__Problem description__: Whatever the records say, set them down exactly.

Records excerpted from a collection

####################

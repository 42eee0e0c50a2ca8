use crate::error::{Result, VersionError};
use crate::options::VersionOptions;
use std::fs;
use std::path::{Path, PathBuf};

/// Config file looked up in the working directory
pub const LOCAL_CONFIG_FILE: &str = ".genms-version.toml";

/// Config file looked up in the user config directory
pub const USER_CONFIG_FILE: &str = "genms-version.toml";

/// Locates the config file to use, if any.
///
/// Lookup order:
/// 1. Custom path provided as parameter (must exist)
/// 2. `.genms-version.toml` in current directory
/// 3. `genms-version.toml` in the user config directory
pub fn find_config(config_path: Option<&Path>) -> Option<PathBuf> {
    if let Some(path) = config_path {
        return Some(path.to_path_buf());
    }

    let local = Path::new(".").join(LOCAL_CONFIG_FILE);
    if local.exists() {
        return Some(local);
    }

    dirs::config_dir()
        .map(|dir| dir.join(USER_CONFIG_FILE))
        .filter(|path| path.exists())
}

/// Loads the option fragment stored in a config file, or an empty fragment.
///
/// # Arguments
/// * `config_path` - Optional path to custom configuration file
///
/// # Returns
/// * `Ok(VersionOptions)` - Loaded or empty fragment
/// * `Err` - If a file was selected but cannot be read or parsed
pub fn load_config(config_path: Option<&Path>) -> Result<VersionOptions> {
    let Some(path) = find_config(config_path) else {
        tracing::debug!("no config file found");
        return Ok(VersionOptions::default());
    };

    let config_str = fs::read_to_string(&path).map_err(|e| {
        VersionError::config(format!("cannot read '{}': {}", path.display(), e))
    })?;

    let options: VersionOptions = toml::from_str(&config_str).map_err(|e| {
        VersionError::config(format!("cannot parse '{}': {}", path.display(), e))
    })?;

    tracing::debug!(path = %path.display(), "loaded config file");
    Ok(options)
}
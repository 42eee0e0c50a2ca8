/// The branch a version is being derived on, relative to the release branch
#[derive(Debug, Clone, PartialEq, Eq)]
pub struct BranchContext {
    pub name: String,
    pub is_release: bool,
}

impl BranchContext {
    /// Create a branch context against the configured release branch name
    pub fn new(name: impl Into<String>, master: &str) -> Self {
        let name = name.into();
        let is_release = name == master;

        BranchContext { name, is_release }
    }

    /// Whether the version should collapse to the bare branch name
    ///
    /// Off the release branch only the branch name is reported, unless the
    /// caller explicitly asked for semver output.
    pub fn reports_name_only(&self, semver: bool) -> bool {
        !self.is_release && !semver
    }
}
use console::style;

/// Print an error message to stderr in red.
pub fn display_error(message: &str) {
    eprintln!("{} {}", style("ERROR:").red().bold(), message);
}

/// Print an `anyhow` error with its full cause chain.
pub fn display_error_chain(err: &anyhow::Error) {
    display_error(&format!("{:#}", err));
}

####################

__Task result__:
repository 42eee0e0c50a2ca8
use crate::error::{Result, VersionError};
use crate::options::VersionOptions;
use std::fs;
use std::path::{Path, PathBuf};

/// Config file looked up in the working directory
pub const LOCAL_CONFIG_FILE: &str = ".genms-version.toml";

/// Config file looked up in the user config directory
pub const USER_CONFIG_FILE: &str = "genms-version.toml";

/// Locates the config file to use, if any.
///
/// Lookup order:
/// 1. Custom path provided as parameter (must exist)
/// 2. `.genms-version.toml` in current directory
/// 3. `genms-version.toml` in the user config directory
pub fn find_config(config_path: Option<&Path>) -> Option<PathBuf> {
    if let Some(path) = config_path {
        return Some(path.to_path_buf());
    }

    let local = Path::new(".").join(LOCAL_CONFIG_FILE);
    if local.exists() {
        return Some(local);
    }

    dirs::config_dir()
        .map(|dir| dir.join(USER_CONFIG_FILE))
        .filter(|path| path.exists())
}

/// Loads the option fragment stored in a config file, or an empty fragment.
///
/// # Arguments
/// * `config_path` - Optional path to custom configuration file
///
/// # Returns
/// * `Ok(VersionOptions)` - Loaded or empty fragment
/// * `Err` - If a file was selected but cannot be read or parsed
pub fn load_config(config_path: Option<&Path>) -> Result<VersionOptions> {
    let Some(path) = find_config(config_path) else {
        tracing::debug!("no config file found");
        return Ok(VersionOptions::default());
    };

    let config_str = fs::read_to_string(&path).map_err(|e| {
        VersionError::config(format!("cannot read '{}': {}", path.display(), e))
    })?;

    let options: VersionOptions = toml::from_str(&config_str).map_err(|e| {
        VersionError::config(format!("cannot parse '{}': {}", path.display(), e))
    })?;

    tracing::debug!(path = %path.display(), "loaded config file");
    Ok(options)
}
repository 42eee0e0c50a2ca8
/// The branch a version is being derived on, relative to the release branch
#[derive(Debug, Clone, PartialEq, Eq)]
pub struct BranchContext {
    pub name: String,
    pub is_release: bool,
}

impl BranchContext {
    /// Create a branch context against the configured release branch name
    pub fn new(name: impl Into<String>, master: &str) -> Self {
        let name = name.into();
        let is_release = name == master;

        BranchContext { name, is_release }
    }

    /// Whether the version should collapse to the bare branch name
    ///
    /// Off the release branch only the branch name is reported, unless the
    /// caller explicitly asked for semver output.
    pub fn reports_name_only(&self, semver: bool) -> bool {
        !self.is_release && !semver
    }
}
use console::style;

/// Print an error message to stderr in red.
pub fn display_error(message: &str) {
    eprintln!("{} {}", style("ERROR:").red().bold(), message);
}

/// Print an `anyhow` error with its full cause chain.
pub fn display_error_chain(err: &anyhow::Error) {
    display_error(&format!("{:#}", err));
}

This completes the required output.